ここで1つ問題が,,,,Aさんからのご要望でスリーピースは譲れないということ。 となれば、Aさんのご体型から鑑みると、最低でも3mの長さは必要,,,,, しかも格子柄は柄合わせをしなければならないのでNG、尚且つ生地によってはお台場仕立てやベスト衿付、チェンジポケット等の追加で生地が必要となるデザインは不可、とお伝えした上で、ようやく見つかった生地がこちら
羊のマークがチャーミングな英国製〝HIELD BROTHERS″(ヒールドブラザーズ)です。 打ち込みがバシバシに効き、柄も今の世では絶対に織ることの出来ないThat's Britishな生地となります。
余談ですが先日大阪の生地問屋の中でも重鎮と呼ばれる方からこのヴィンテージクロスについてお話を伺う機会があったのですが、何故30年程前の生地が今の世で再現出来ないのかというと、織機はもちろんの事、一番の理由は糸とのこと。 昔の生地に使用していた太番手で膨らみのある糸を紡ぐ紡績機がもう今では存在しないからだそうです。 そう言われると最新の生地と比べると確かに肌触りは硬く感じますが、反面暖かさも感じ取ることが出来ます。 当店でご用意しているヴィンテージクロスは保管状況が良かったので、虫食いや日焼けしている生地も少なく、今の世でも十分仕立ててお召し頂ける物が多いです。 ベーシックな無地物も多く残っておりますので、是非一度ご覧になられてみてください。 それでは今回のご注文内容を詳しくご紹介したいと思います。
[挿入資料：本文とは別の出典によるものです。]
//! Named timer registry.
//!
//! Every one-shot timeout and fixed-period interval is stored under a name so
//! it can be inspected or cancelled later. Timeouts drop out of the registry
//! once they have fired; intervals stay until cancelled.

use std::any::Any;
use std::collections::HashMap;
use std::future::Future;
use std::panic::AssertUnwindSafe;
use std::sync::atomic::{AtomicU64, Ordering};
use std::sync::{Arc, Mutex, MutexGuard, PoisonError, Weak};
use std::time::Duration;

use chrono::{DateTime, Utc};
use futures::FutureExt;
use serde::Serialize;
use tokio::runtime::Handle;
use tokio::task::JoinHandle;
use tokio::time::{Instant, MissedTickBehavior};
use tracing::Instrument;
use utoipa::ToSchema;

use crate::errors::{AppError, AppResult};

/// Kind of scheduled callback
#[derive(Debug, Clone, Copy, PartialEq, Eq, Serialize, ToSchema)]
#[serde(rename_all = "lowercase")]
pub enum TimerKind {
    /// Fires once after a delay
    Timeout,
    /// Fires every period
    Interval,
}

/// Read-only view of a registered timer
#[derive(Debug, Clone, Serialize, ToSchema)]
pub struct TimerInfo {
    /// Registry name
    #[schema(example = "16532_establish_ws")]
    pub name: String,
    pub kind: TimerKind,
    /// Delay (timeout) or period (interval) in milliseconds
    #[schema(example = 5000)]
    pub period_ms: u64,
    /// Completed runs so far
    pub runs: u64,
    pub registered_at: DateTime<Utc>,
}

struct Entry {
    id: u64,
    kind: TimerKind,
    period: Duration,
    runs: Arc<AtomicU64>,
    registered_at: DateTime<Utc>,
    task: JoinHandle<()>,
}

impl Entry {
    fn info(&self, name: &str) -> TimerInfo {
        TimerInfo {
            name: name.to_string(),
            kind: self.kind,
            period_ms: millis(self.period),
            runs: self.runs.load(Ordering::SeqCst),
            registered_at: self.registered_at,
        }
    }
}

#[derive(Default)]
struct Inner {
    timers: Mutex<HashMap<String, Entry>>,
    next_id: AtomicU64,
}

impl Inner {
    fn lock(&self) -> MutexGuard<'_, HashMap<String, Entry>> {
        self.timers.lock().unwrap_or_else(PoisonError::into_inner)
    }

    /// Remove `name` only if it still refers to the timer `id`.
    fn remove_fired(&self, name: &str, id: u64) {
        let mut timers = self.lock();
        if timers.get(name).is_some_and(|entry| entry.id == id) {
            timers.remove(name);
        }
    }
}

/// Process-wide registry of named timers.
///
/// Cheap to clone; clones share the same timers.
#[derive(Clone, Default)]
pub struct SchedulerRegistry {
    inner: Arc<Inner>,
}

impl std::fmt::Debug for SchedulerRegistry {
    fn fmt(&self, f: &mut std::fmt::Formatter<'_>) -> std::fmt::Result {
        let timers = self.inner.lock();
        f.debug_struct("SchedulerRegistry")
            .field("timers", &timers.keys().collect::<Vec<_>>())
            .finish()
    }
}

impl SchedulerRegistry {
    pub fn new() -> Self {
        Self::default()
    }

    /// Run `task` once after `delay` and register it under `name`.
    ///
    /// The entry is removed after the task completes, even if it panics.
    pub fn add_timeout<F>(&self, name: impl Into<String>, delay: Duration, task: F) -> AppResult<()>
    where
        F: Future<Output = ()> + Send + 'static,
    {
        self.spawn_entry(name.into(), TimerKind::Timeout, delay, |registry, key, id, runs| {
            async move {
                tokio::time::sleep(delay).await;
                if let Err(panic) = AssertUnwindSafe(task).catch_unwind().await {
                    tracing::error!(panic = panic_message(panic.as_ref()), "Timeout panicked");
                }
                runs.fetch_add(1, Ordering::SeqCst);

                if let Some(inner) = registry.upgrade() {
                    inner.remove_fired(&key, id);
                }
            }
        })
    }

    /// Run `job` every `period`, first run one period from now.
    ///
    /// A run that overshoots the period delays the next one instead of
    /// overlapping it; missed ticks are skipped. A panicking run is logged
    /// and does not stop the interval.
    pub fn add_interval<F, Fut>(&self, name: impl Into<String>, period: Duration, job: F) -> AppResult<()>
    where
        F: Fn() -> Fut + Send + 'static,
        Fut: Future<Output = ()> + Send + 'static,
    {
        if period.is_zero() {
            return Err(AppError::scheduler("interval period must be greater than zero"));
        }

        self.spawn_entry(name.into(), TimerKind::Interval, period, |_, _, _, runs| {
            async move {
                let mut ticker = tokio::time::interval_at(Instant::now() + period, period);
                ticker.set_missed_tick_behavior(MissedTickBehavior::Skip);

                loop {
                    ticker.tick().await;
                    let started = std::panic::catch_unwind(AssertUnwindSafe(|| job()));
                    let outcome = match started {
                        Ok(run) => AssertUnwindSafe(run).catch_unwind().await,
                        Err(panic) => Err(panic),
                    };
                    if let Err(panic) = outcome {
                        tracing::error!(panic = panic_message(panic.as_ref()), "Interval run panicked");
                    }
                    runs.fetch_add(1, Ordering::SeqCst);
                }
            }
        })
    }

    /// Whether a timer is registered under `name`
    pub fn contains(&self, name: &str) -> bool {
        self.inner.lock().contains_key(name)
    }

    /// Look up a timer by name
    pub fn get(&self, name: &str) -> Option<TimerInfo> {
        self.inner.lock().get(name).map(|entry| entry.info(name))
    }

    /// All registered timers, sorted by name
    pub fn timers(&self) -> Vec<TimerInfo> {
        let mut timers: Vec<TimerInfo> = self
            .inner
            .lock()
            .iter()
            .map(|(name, entry)| entry.info(name))
            .collect();
        timers.sort_by(|a, b| a.name.cmp(&b.name));
        timers
    }

    /// Number of registered timers
    pub fn len(&self) -> usize {
        self.inner.lock().len()
    }

    pub fn is_empty(&self) -> bool {
        self.len() == 0
    }

    /// Cancel and unregister a timer. Returns false if `name` is unknown.
    pub fn cancel(&self, name: &str) -> bool {
        let removed = self.inner.lock().remove(name);
        match removed {
            Some(entry) => {
                entry.task.abort();
                tracing::info!(timer = name, kind = ?entry.kind, "Timer cancelled");
                true
            }
            None => false,
        }
    }

    /// Cancel every timer. Returns how many were cancelled.
    pub fn shutdown(&self) -> usize {
        let drained: Vec<(String, Entry)> = self.inner.lock().drain().collect();
        for (_, entry) in &drained {
            entry.task.abort();
        }
        tracing::info!(count = drained.len(), "Scheduler shut down");
        drained.len()
    }

    fn spawn_entry<B, Fut>(
        &self,
        name: String,
        kind: TimerKind,
        period: Duration,
        body: B,
    ) -> AppResult<()>
    where
        B: FnOnce(Weak<Inner>, String, u64, Arc<AtomicU64>) -> Fut,
        Fut: Future<Output = ()> + Send + 'static,
    {
        let runtime = Handle::try_current().map_err(|e| {
            AppError::scheduler(format!("cannot arm timer '{}': {}", name, e))
        })?;

        let mut timers = self.inner.lock();
        if timers.contains_key(&name) {
            return Err(AppError::conflict(format!("Timer '{}'", name)));
        }

        let id = self.inner.next_id.fetch_add(1, Ordering::Relaxed);
        let runs = Arc::new(AtomicU64::new(0));
        let span = tracing::info_span!("timer", name = %name, kind = ?kind);
        let future = body(Arc::downgrade(&self.inner), name.clone(), id, Arc::clone(&runs));
        let task = runtime.spawn(future.instrument(span));

        tracing::debug!(timer = %name, kind = ?kind, period_ms = millis(period), "Timer registered");

        timers.insert(
            name,
            Entry {
                id,
                kind,
                period,
                runs,
                registered_at: Utc::now(),
                task,
            },
        );
        Ok(())
    }
}

/// Whole milliseconds of `duration`, saturating at `u64::MAX`
pub fn millis(duration: Duration) -> u64 {
    u64::try_from(duration.as_millis()).unwrap_or(u64::MAX)
}

fn panic_message(payload: &(dyn Any + Send)) -> &str {
    payload
        .downcast_ref::<&str>()
        .copied()
        .or_else(|| payload.downcast_ref::<String>().map(String::as_str))
        .unwrap_or("unknown panic")
}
今回のご注文内容で最も特徴的なものが※のワイドピークドラペル下衿R強め、でしょう。 ここ数年、ブリティッシュ回帰という流れが続いていたので、ラペルデザインはややナローのストレートカットが主流でしたが、最近ではいにしえのクラシコイタリアスタイルが復活しつつあり、それに伴って画像のようなワイドラペルで下衿のカーブが強くついたものが、イタリアのプレタブランドから多く提案されております。 その流れは2020年SSコレクションでも顕著に現れているので、今後はクラシコテイストが主流になってくると思われます。 これに伴い、マニカカミーチャ仕様のようにカジュアルなスーツスタイルがビジネスカジュアル化の波と同調し、人気が高まってくるでしょう。
以上、今回はこのような内容にて進めることになりました。 Aさんに気にいって頂けるように、気合を入れて仕様書を作成したいと思います。 また1か月後の仕上がりを楽しみにお待ちください。